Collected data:
--- START ---

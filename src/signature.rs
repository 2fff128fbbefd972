//! Function signature compilation and argument validation.
//!
//! A signature is a compact type-constraint string (`<s-nn?:s>` and friends)
//! compiled into a regular expression over one-letter-per-argument type codes.
//! On every application the supplied arguments are encoded into a code string,
//! matched, and coerced: context substitution for omitted arguments marked
//! `-`, auto-wrapping of single values into arrays, and homogeneity checks on
//! parameterized array types.
//!
//! Type codes: `s`tring, `n`umber, `b`oolean, nul`l`, `a`rray, `o`bject,
//! `f`unction, `j` (any JSON), `x` (anything), `m`issing.

use regex::Regex;

use crate::error::Error;
use crate::value::Value;

/// One declared parameter of a signature.
#[derive(Debug, Clone)]
struct Param {
    ptype: String,
    fragment: String,
    context: bool,
    array: bool,
    subtype: Option<String>,
    /// Anchored form of `fragment`, used for the context-compatibility check.
    anchored: Regex,
}

/// A compiled signature: ordered parameters plus the matcher over the
/// concatenated argument type codes. Built once per function definition and
/// reused for every call.
#[derive(Debug, Clone)]
pub struct Signature {
    params: Vec<Param>,
    matcher: Regex,
    function_name: String,
}

/// The one-letter type code for a value.
pub fn type_symbol(value: &Value) -> char {
    match value {
        Value::Undefined => 'm',
        Value::Null => 'l',
        Value::Bool(_) => 'b',
        Value::Integer(_) | Value::Float(_) => 'n',
        Value::String(_) => 's',
        Value::Array(..) | Value::Range(..) => 'a',
        Value::Object(_) => 'o',
        Value::Function(_) | Value::Regex(_) => 'f',
    }
}

fn find_closing(signature: &[char], start: usize, open: char, close: char) -> usize {
    let mut depth = 1;
    let mut position = start;
    while position + 1 < signature.len() {
        position += 1;
        let symbol = signature[position];
        if symbol == close {
            depth -= 1;
            if depth == 0 {
                break;
            }
        } else if symbol == open {
            depth += 1;
        }
    }
    position
}

impl Signature {
    /// Compile a signature string (including the enclosing angle brackets).
    pub fn new(signature: &str, function_name: &str) -> Result<Signature, Error> {
        let chars: Vec<char> = signature.chars().collect();
        let mut params: Vec<Param> = Vec::new();
        // the parameter under construction, pushed on `next`
        let mut ptype = String::new();
        let mut fragment = String::new();
        let mut array = false;

        let push =
            |params: &mut Vec<Param>, ptype: &mut String, fragment: &mut String, array: &mut bool| {
                params.push(Param {
                    ptype: std::mem::take(ptype),
                    fragment: std::mem::take(fragment),
                    context: false,
                    array: *array,
                    subtype: None,
                    anchored: Regex::new("^$").expect("valid"),
                });
                *array = false;
            };

        let mut position = 1;
        while position < chars.len() {
            let symbol = chars[position];
            if symbol == ':' {
                // return type is not enforced
                break;
            }
            match symbol {
                's' | 'n' | 'b' | 'l' | 'o' => {
                    fragment = format!("[{}m]", symbol);
                    ptype = symbol.to_string();
                    push(&mut params, &mut ptype, &mut fragment, &mut array);
                }
                'a' => {
                    // any value is acceptable and will be wrapped as a singleton
                    fragment = "[asnblfom]".to_string();
                    ptype = "a".to_string();
                    array = true;
                    push(&mut params, &mut ptype, &mut fragment, &mut array);
                }
                'f' => {
                    fragment = "f".to_string();
                    ptype = "f".to_string();
                    push(&mut params, &mut ptype, &mut fragment, &mut array);
                }
                'j' => {
                    fragment = "[asnblom]".to_string();
                    ptype = "j".to_string();
                    push(&mut params, &mut ptype, &mut fragment, &mut array);
                }
                'x' => {
                    fragment = "[asnblfom]".to_string();
                    ptype = "x".to_string();
                    push(&mut params, &mut ptype, &mut fragment, &mut array);
                }
                '-' => {
                    if let Some(prev) = params.last_mut() {
                        prev.context = true;
                        prev.fragment.push('?');
                    }
                }
                '?' | '+' => {
                    if let Some(prev) = params.last_mut() {
                        prev.fragment.push(symbol);
                    }
                }
                '(' => {
                    let end = find_closing(&chars, position, '(', ')');
                    let choice: String = chars[position + 1..end].iter().collect();
                    if choice.contains('<') {
                        return Err(Error::new("S0402", None));
                    }
                    fragment = format!("[{}m]", choice);
                    ptype = format!("({})", choice);
                    push(&mut params, &mut ptype, &mut fragment, &mut array);
                    position = end;
                }
                '<' => {
                    let end = find_closing(&chars, position, '<', '>');
                    let accepts_subtype = params
                        .last()
                        .map(|p| p.ptype == "a" || p.ptype == "f")
                        .unwrap_or(false);
                    if accepts_subtype {
                        let subtype: String = chars[position + 1..end].iter().collect();
                        if let Some(prev) = params.last_mut() {
                            prev.subtype = Some(subtype);
                        }
                    }
                    // type parameters on other types are ignored
                    position = end;
                }
                _ => {}
            }
            position += 1;
        }

        let mut pattern = String::from("^");
        for param in &params {
            pattern.push('(');
            pattern.push_str(&param.fragment);
            pattern.push(')');
        }
        pattern.push('$');
        let matcher = Regex::new(&pattern).expect("signature fragments are valid regexes");

        for param in &mut params {
            param.anchored = Regex::new(&format!("^(?:{})$", param.fragment))
                .expect("signature fragments are valid regexes");
        }

        Ok(Signature {
            params,
            matcher,
            function_name: function_name.to_string(),
        })
    }

    /// Number of declared parameters.
    pub fn arity(&self) -> usize {
        self.params.len()
    }

    /// Number of non-optional parameters.
    pub fn min_args(&self) -> usize {
        self.params
            .iter()
            .filter(|p| !p.fragment.contains('?'))
            .count()
    }

    /// Validate and coerce the supplied arguments, substituting the context
    /// value for omitted context-substitutable parameters.
    pub fn validate(&self, args: &[Value], context: &Value) -> Result<Vec<Value>, Error> {
        let supplied: String = args.iter().map(type_symbol).collect();

        let captures = match self.matcher.captures(&supplied) {
            Some(captures) => captures,
            None => return Err(self.validation_error(&supplied)),
        };

        let mut validated: Vec<Value> = Vec::with_capacity(args.len());
        let mut arg_index = 0usize;
        for (index, param) in self.params.iter().enumerate() {
            let matched = captures.get(index + 1).map(|m| m.as_str()).unwrap_or("");
            if matched.is_empty() {
                if param.context {
                    // substitute the context value for the missing argument,
                    // provided its type code is compatible
                    let context_type = type_symbol(context).to_string();
                    if param.anchored.is_match(&context_type) {
                        validated.push(context.clone());
                    } else {
                        return Err(Error::with(
                            "T0411",
                            None,
                            vec![(arg_index + 1).to_string(), self.function_name.clone()],
                        ));
                    }
                } else {
                    validated.push(args.get(arg_index).cloned().unwrap_or(Value::Undefined));
                    arg_index += 1;
                }
                continue;
            }
            // a `+` parameter may have matched several argument codes
            for single in matched.chars() {
                if param.array {
                    if single == 'm' {
                        validated.push(Value::Undefined);
                        arg_index += 1;
                        continue;
                    }
                    let arg = args.get(arg_index).cloned().unwrap_or(Value::Undefined);
                    if let Some(subtype) = &param.subtype {
                        let wanted = subtype.chars().next().unwrap_or('x');
                        let array_ok = if single == 'a' {
                            // every member must share the declared item type
                            arg.iter_items().all(|item| type_symbol(&item) == wanted)
                        } else {
                            single == wanted
                        };
                        if !array_ok {
                            return Err(Error::with(
                                "T0412",
                                None,
                                vec![subtype.clone(), self.function_name.clone()],
                            ));
                        }
                    }
                    // the function expects an array; if it's not one, make it so
                    if single == 'a' {
                        validated.push(arg);
                    } else {
                        validated.push(Value::array(vec![arg]));
                    }
                    arg_index += 1;
                } else {
                    validated.push(args.get(arg_index).cloned().unwrap_or(Value::Undefined));
                    arg_index += 1;
                }
            }
        }
        Ok(validated)
    }

    /// Re-match a growing prefix of the parameter regexes to pinpoint the
    /// first offending argument position (1-based).
    fn validation_error(&self, supplied: &str) -> Error {
        let mut partial = String::from("^");
        let mut good_to = 0usize;
        for param in &self.params {
            partial.push_str(&param.fragment);
            let tester = Regex::new(&partial).expect("signature fragments are valid regexes");
            match tester.find(supplied).filter(|m| m.start() == 0) {
                Some(m) => good_to = m.end(),
                None => {
                    return Error::with(
                        "T0410",
                        None,
                        vec![(good_to + 1).to_string(), self.function_name.clone()],
                    );
                }
            }
        }
        // everything matched some prefix: extraneous arguments
        Error::with(
            "T0410",
            None,
            vec![(good_to + 1).to_string(), self.function_name.clone()],
        )
    }
}

#[cfg(test)]
mod tests {
    use super::*;

    #[test]
    fn compiles_and_accepts_matching_args() {
        let sig = Signature::new("<s-nn?:s>", "substring").unwrap();
        let args = vec![
            Value::string("hello"),
            Value::Integer(1),
            Value::Integer(2),
        ];
        let validated = sig.validate(&args, &Value::Undefined).unwrap();
        assert_eq!(validated.len(), 3);
    }

    #[test]
    fn context_substitution_fills_missing_argument() {
        let sig = Signature::new("<s-:s>", "uppercase").unwrap();
        let validated = sig.validate(&[], &Value::string("ctx")).unwrap();
        assert_eq!(validated, vec![Value::string("ctx")]);
    }

    #[test]
    fn incompatible_context_is_rejected() {
        let sig = Signature::new("<s-:s>", "uppercase").unwrap();
        let err = sig.validate(&[], &Value::Integer(1)).unwrap_err();
        assert_eq!(err.code, "T0411");
    }

    #[test]
    fn array_parameter_wraps_single_value() {
        let sig = Signature::new("<a<n>:n>", "sum").unwrap();
        let validated = sig.validate(&[Value::Integer(5)], &Value::Undefined).unwrap();
        assert_eq!(validated, vec![Value::array(vec![Value::Integer(5)])]);
    }

    #[test]
    fn mixed_array_fails_homogeneity_check() {
        let sig = Signature::new("<a<n>:n>", "sum").unwrap();
        let arg = Value::array(vec![Value::Integer(1), Value::string("x")]);
        let err = sig.validate(&[arg], &Value::Undefined).unwrap_err();
        assert_eq!(err.code, "T0412");
    }

    #[test]
    fn bad_argument_position_is_reported() {
        let sig = Signature::new("<sn:s>", "pad").unwrap();
        let args = vec![Value::string("x"), Value::string("y")];
        let err = sig.validate(&args, &Value::Undefined).unwrap_err();
        assert_eq!(err.code, "T0410");
        assert_eq!(err.inserts[0], "2");
    }

    #[test]
    fn choice_group_with_parameterized_type_is_rejected() {
        assert_eq!(
            Signature::new("<(sa<n>):s>", "broken").unwrap_err().code,
            "S0402"
        );
    }
}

--- END ---

> Required action: Above are the records. Identify each line that contains the word "take".

> Written reply:
                    ptype: std::mem::take(ptype),
                    fragment: std::mem::take(fragment),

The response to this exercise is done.